A Mathematical Theory of Hyper-simplex Fractal Network for Blockchain: Part I

TL;DR

This paper introduces a mathematical framework for a hyper-simplex fractal network topology designed for blockchain, promising near-infinite scalability and efficient large-scale decentralized systems.

Contribution

It develops a novel fractal N-dimensional simplex topology for blockchain networks, providing mathematical foundations and properties for scalable, hierarchical, and efficient blockchain architectures.

Findings

Proves properties like node count, connectivity, and fractal dimension.

Defines a hierarchical consensus mechanism and deterministic address mapping.

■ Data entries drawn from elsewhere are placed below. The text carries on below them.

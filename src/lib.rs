//! HostDeck - remote session & channel multiplexer
//!
//! One SSH transport per configured host, fanned out into terminal sessions,
//! SFTP requests, one-shot commands and metrics polls. Built on russh and
//! tokio. The UI layer drives everything through [`commands::AppState`] and
//! receives terminal bytes and metrics snapshots from the [`events`]
//! dispatcher.

pub mod commands;
pub mod config;
pub mod error;
pub mod events;
pub mod metrics;
pub mod mux;
pub mod process;
pub mod sftp;
pub mod ssh;
pub mod terminal;

#[cfg(test)]
mod testing;

pub use commands::AppState;
pub use error::CoreError;

use tracing_subscriber::{layer::SubscriberExt, util::SubscriberInitExt, EnvFilter};

/// Install the tracing subscriber (`RUST_LOG` overrides the `info` default).
///
/// Calling it again once a subscriber is installed does nothing.
pub fn init_logging() {
    let _ = tracing_subscriber::registry()
        .with(EnvFilter::try_from_default_env().unwrap_or_else(|_| EnvFilter::new("info")))
        .with(tracing_subscriber::fmt::layer())
        .try_init();
}
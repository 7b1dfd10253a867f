//! Path helpers for SFTP operations
//!
//! Remote SFTP paths always use `/` (even Windows SSH servers present Unix
//! style paths). Local paths follow the platform.

use std::path::Path;

use super::error::SftpError;

pub fn is_absolute_remote_path(path: &str) -> bool {
    path.starts_with('/')
}

/// Join remote SFTP path components using `/` separator.
pub fn join_remote_path(base: &str, component: &str) -> String {
    if base.ends_with('/') {
        format!("{}{}", base, component)
    } else {
        format!("{}/{}", base, component)
    }
}

/// Final component of a local path, used as the remote file name on upload.
pub fn local_file_name(local_path: &str) -> Result<String, SftpError> {
    Path::new(local_path)
        .file_name()
        .map(|name| name.to_string_lossy().into_owned())
        .ok_or_else(|| SftpError::InvalidPath(local_path.to_string()))
}

/// Only absolute paths without embedded NULs reach the server.
pub fn validate_remote_path(path: &str) -> Result<(), SftpError> {
    if !is_absolute_remote_path(path) || path.contains('\0') {
        return Err(SftpError::InvalidPath(path.to_string()));
    }
    Ok(())
}

#[cfg(test)]
mod tests {
    use super::*;

    #[test]
    fn test_is_absolute_remote_path() {
        assert!(is_absolute_remote_path("/home/user"));
        assert!(is_absolute_remote_path("/"));
        assert!(!is_absolute_remote_path("relative/path"));
        assert!(!is_absolute_remote_path("C:\\Windows"));
    }

    #[test]
    fn test_join_remote_path() {
        assert_eq!(join_remote_path("/home", "file.txt"), "/home/file.txt");
        assert_eq!(join_remote_path("/home/", "file.txt"), "/home/file.txt");
        assert_eq!(join_remote_path("/", "home"), "/home");
    }

    #[test]
    fn test_local_file_name() {
        assert_eq!(local_file_name("/tmp/report.pdf").unwrap(), "report.pdf");
        assert!(local_file_name("/").is_err());
    }

    #[test]
    fn test_validate_remote_path() {
        assert!(validate_remote_path("/etc/hosts").is_ok());
        assert!(validate_remote_path("").is_err());
        assert!(validate_remote_path("etc/hosts").is_err());
        assert!(validate_remote_path("/a\0b").is_err());
    }
}
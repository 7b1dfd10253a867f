//! SFTP data types

use std::cmp::Ordering;

use serde::{Deserialize, Serialize};

/// One directory entry as shown in the file browser
#[derive(Debug, Clone, PartialEq, Eq, Serialize, Deserialize)]
#[serde(rename_all = "camelCase")]
pub struct FileEntry {
    /// File name (not full path)
    pub name: String,
    pub is_directory: bool,
}

impl FileEntry {
    pub fn new(name: impl Into<String>, is_directory: bool) -> Self {
        Self {
            name: name.into(),
            is_directory,
        }
    }
}

/// Directories first, then bytewise by name (case-sensitive, locale-independent)
pub fn listing_order(a: &FileEntry, b: &FileEntry) -> Ordering {
    b.is_directory
        .cmp(&a.is_directory)
        .then_with(|| a.name.as_bytes().cmp(b.name.as_bytes()))
}
//! Core error taxonomy
//!
//! Every command of the public surface fails with a `CoreError`. Layer-local
//! errors (`SshError`, `SftpError`, `StorageError`, `KeychainError`) are
//! folded into it at the service boundary.

use thiserror::Error;

use crate::config::{KeychainError, StorageError};
use crate::sftp::SftpError;
use crate::ssh::SshError;

#[derive(Error, Debug, Clone, PartialEq, Eq)]
pub enum CoreError {
    /// Bad credentials, unreadable key, rejected by server
    #[error("Authentication failed: {0}")]
    Authentication(String),

    /// Unreachable host, handshake failure, timeout while connecting
    #[error("Connection failed: {0}")]
    Connectivity(String),

    /// Per-operation failure: permission denied, no such file, no such pid
    #[error("Channel error: {0}")]
    Channel(String),

    /// Remote output that could not be understood
    #[error("Protocol error: {0}")]
    Protocol(String),

    /// The owning connection or channel was closed under the operation
    #[error("Cancelled: {0}")]
    Cancelled(String),

    /// A bounded operation exceeded its deadline
    #[error("Timed out: {0}")]
    Timeout(String),

    #[error("Not found: {0}")]
    NotFound(String),

    #[error("Storage error: {0}")]
    Storage(String),
}

impl CoreError {
    /// Whether this failure says something about the transport itself.
    ///
    /// Only these count towards the consecutive-failure threshold that
    /// promotes a transport to `error`.
    pub fn is_transport_failure(&self) -> bool {
        matches!(self, CoreError::Timeout(_) | CoreError::Connectivity(_))
    }
}

impl From<SshError> for CoreError {
    fn from(err: SshError) -> Self {
        match err {
            SshError::AuthenticationFailed(msg) | SshError::KeyError(msg) => {
                CoreError::Authentication(msg)
            }
            SshError::ConnectionFailed(msg) => CoreError::Connectivity(msg),
            SshError::HostKeyRejected(msg) => CoreError::Connectivity(msg),
            SshError::Timeout(msg) => CoreError::Timeout(msg),
            SshError::IoError(e) => CoreError::Connectivity(e.to_string()),
            SshError::ChannelError(msg) => CoreError::Channel(msg),
            SshError::ProtocolError(msg) => CoreError::Channel(msg),
            SshError::Disconnected => CoreError::Cancelled("connection closed".to_string()),
        }
    }
}

impl From<SftpError> for CoreError {
    fn from(err: SftpError) -> Self {
        match err {
            SftpError::Disconnected => CoreError::Cancelled("SFTP channel closed".to_string()),
            SftpError::Timeout(path) => CoreError::Timeout(format!("SFTP request on {}", path)),
            other => CoreError::Channel(other.to_string()),
        }
    }
}

impl From<StorageError> for CoreError {
    fn from(err: StorageError) -> Self {
        CoreError::Storage(err.to_string())
    }
}

impl From<KeychainError> for CoreError {
    fn from(err: KeychainError) -> Self {
        CoreError::Storage(err.to_string())
    }
}

// Serialized as the display string so command results can be shown directly
impl serde::Serialize for CoreError {
    fn serialize<S>(&self, serializer: S) -> Result<S::Ok, S::Error>
    where
        S: serde::Serializer,
    {
        serializer.serialize_str(&self.to_string())
    }
}
//! Event fan-out to the UI layer

mod dispatcher;

pub use dispatcher::{
    EventDispatcher, MetricsUpdate, SubscriptionId, TerminalEvent, TerminalStream,
};
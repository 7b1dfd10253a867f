//! Terminal Session Service
//!
//! Each session is one PTY shell channel. Input goes through the channel's
//! command queue, so writes reach the remote shell in call order. A pump task
//! per session forwards remote output to the dispatcher under that session's
//! id only, and ends the stream when the channel or its transport closes.

use std::sync::Arc;

use dashmap::mapref::entry::Entry;
use dashmap::DashMap;
use parking_lot::Mutex;
use tokio::sync::mpsc;
use tracing::{debug, info, warn};

use crate::error::CoreError;
use crate::events::{EventDispatcher, TerminalStream};
use crate::mux::{ChannelHandle, ChannelMultiplexer};
use crate::ssh::{SessionCommand, TransportManager};

struct TerminalSession {
    session_id: String,
    connection_id: String,
    handle: ChannelHandle,
    cmd_tx: mpsc::Sender<SessionCommand>,
    stream: TerminalStream,
    /// Last size forwarded to the remote PTY
    size: Mutex<(u32, u32)>,
}

pub struct TerminalSessionService {
    transports: Arc<TransportManager>,
    mux: Arc<ChannelMultiplexer>,
    dispatcher: Arc<EventDispatcher>,
    sessions: DashMap<String, Arc<TerminalSession>>,
    default_size: (u32, u32),
}

impl TerminalSessionService {
    pub fn new(
        transports: Arc<TransportManager>,
        mux: Arc<ChannelMultiplexer>,
        dispatcher: Arc<EventDispatcher>,
        default_size: (u32, u32),
    ) -> Self {
        Self {
            transports,
            mux,
            dispatcher,
            sessions: DashMap::new(),
            default_size,
        }
    }

    /// Open a shell on `connection_id` and start streaming its output.
    ///
    /// Uses `session_id` when given, otherwise generates one.
    pub async fn create(
        self: &Arc<Self>,
        connection_id: &str,
        session_id: Option<String>,
    ) -> Result<String, CoreError> {
        let session_id = session_id.unwrap_or_else(|| uuid::Uuid::new_v4().to_string());
        if self.sessions.contains_key(&session_id) {
            return Err(CoreError::Channel(format!(
                "terminal session {} already exists",
                session_id
            )));
        }

        let transport = self.transports.acquire(connection_id)?;
        let (cols, rows) = self.default_size;
        let (handle, io) = self.mux.open_shell(&transport, cols, rows).await?;

        let session = Arc::new(TerminalSession {
            session_id: session_id.clone(),
            connection_id: connection_id.to_string(),
            handle,
            cmd_tx: io.cmd_tx,
            stream: self.dispatcher.terminal_stream(&session_id),
            size: Mutex::new((cols, rows)),
        });

        match self.sessions.entry(session_id.clone()) {
            Entry::Occupied(_) => {
                self.mux.close_channel(session.handle.id());
                return Err(CoreError::Channel(format!(
                    "terminal session {} already exists",
                    session_id
                )));
            }
            Entry::Vacant(entry) => {
                entry.insert(session.clone());
            }
        }

        info!(
            "Terminal session {} opened on {} ({}x{})",
            session_id, connection_id, cols, rows
        );
        let this = self.clone();
        tokio::spawn(async move { this.pump(session, io.output_rx).await });
        Ok(session_id)
    }

    async fn pump(
        self: Arc<Self>,
        session: Arc<TerminalSession>,
        mut output_rx: mpsc::UnboundedReceiver<Vec<u8>>,
    ) {
        let reason = loop {
            tokio::select! {
                biased;
                _ = session.handle.cancelled() => break "connection closed",
                data = output_rx.recv() => match data {
                    Some(data) => {
                        if !session.stream.data(data) {
                            break "stopped";
                        }
                    }
                    None => break "remote shell exited",
                },
            }
        };

        session.stream.close(Some(reason.to_string()));
        self.mux.close_channel(session.handle.id());
        self.sessions
            .remove_if(&session.session_id, |_, s| Arc::ptr_eq(s, &session));
        debug!("Terminal session {} ended: {}", session.session_id, reason);
    }

    fn live(&self, session_id: &str) -> Result<Arc<TerminalSession>, CoreError> {
        let closed = || CoreError::Cancelled(format!("terminal session {} is closed", session_id));
        let session = self
            .sessions
            .get(session_id)
            .map(|s| s.clone())
            .ok_or_else(closed)?;
        if !session.handle.is_open() {
            return Err(closed());
        }
        Ok(session)
    }

    /// Queue bytes for the remote shell
    pub async fn write(&self, session_id: &str, data: Vec<u8>) -> Result<(), CoreError> {
        let session = self.live(session_id)?;
        session
            .cmd_tx
            .send(SessionCommand::Data(data))
            .await
            .map_err(|_| {
                warn!("Write to closed terminal session {}", session_id);
                CoreError::Cancelled(format!("terminal session {} is closed", session_id))
            })
    }

    /// Forward a new PTY size. Returns false, without forwarding, when
    /// either dimension is zero.
    pub async fn resize(&self, session_id: &str, cols: u16, rows: u16) -> Result<bool, CoreError> {
        if cols == 0 || rows == 0 {
            debug!(
                "Ignoring {}x{} resize for terminal session {}",
                cols, rows, session_id
            );
            return Ok(false);
        }

        let session = self.live(session_id)?;
        session
            .cmd_tx
            .send(SessionCommand::Resize(cols, rows))
            .await
            .map_err(|_| {
                CoreError::Cancelled(format!("terminal session {} is closed", session_id))
            })?;
        *session.size.lock() = (cols as u32, rows as u32);
        Ok(true)
    }

    /// Close the session. Idempotent; nothing is emitted for it afterwards.
    pub fn stop(&self, session_id: &str) {
        let Some((_, session)) = self.sessions.remove(session_id) else {
            return;
        };
        session.stream.close(Some("stopped".to_string()));
        let _ = session.cmd_tx.try_send(SessionCommand::Close);
        self.mux.close_channel(session.handle.id());
        info!("Terminal session {} stopped", session_id);
    }

    /// Stop every session on `connection_id`
    pub fn stop_connection(&self, connection_id: &str) {
        let ids: Vec<String> = self
            .sessions
            .iter()
            .filter(|s| s.connection_id == connection_id)
            .map(|s| s.session_id.clone())
            .collect();
        for id in ids {
            self.stop(&id);
        }
    }

    /// Ids of open sessions, optionally limited to one connection
    pub fn sessions(&self, connection_id: Option<&str>) -> Vec<String> {
        self.sessions
            .iter()
            .filter(|s| s.handle.is_open())
            .filter(|s| connection_id.map_or(true, |c| s.connection_id == c))
            .map(|s| s.session_id.clone())
            .collect()
    }

    /// Last size forwarded to the PTY
    pub fn size(&self, session_id: &str) -> Option<(u32, u32)> {
        self.sessions.get(session_id).map(|s| *s.size.lock())
    }
}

Supports trillions of nodes with maintained efficiency.

Abstract

Blockchain technology holds promise for Web 3.0, but scalability remains a critical challenge. Here, we present a mathematical theory for a novel blockchain network topology based on fractal N-dimensional simplexes. This Hyper-simplex fractal network folds one-dimensional data blocks into geometric shapes, reflecting both underlying and overlaying network connectivities. Our approach offers near-infinite scalability, accommodating trillions of nodes while maintaining efficiency. We derive the mathematical foundations for generating and describing these network topologies, proving key properties such as node count, connectivity patterns, and fractal dimension. The resulting structure facilitates a hierarchical consensus mechanism and enables deterministic address mapping for rapid routing. This theoretical framework lays the groundwork for next-generation blockchain architectures, potentially revolutionizing large-scale decentralized systems. The Part I work was conducted between March and September 2024.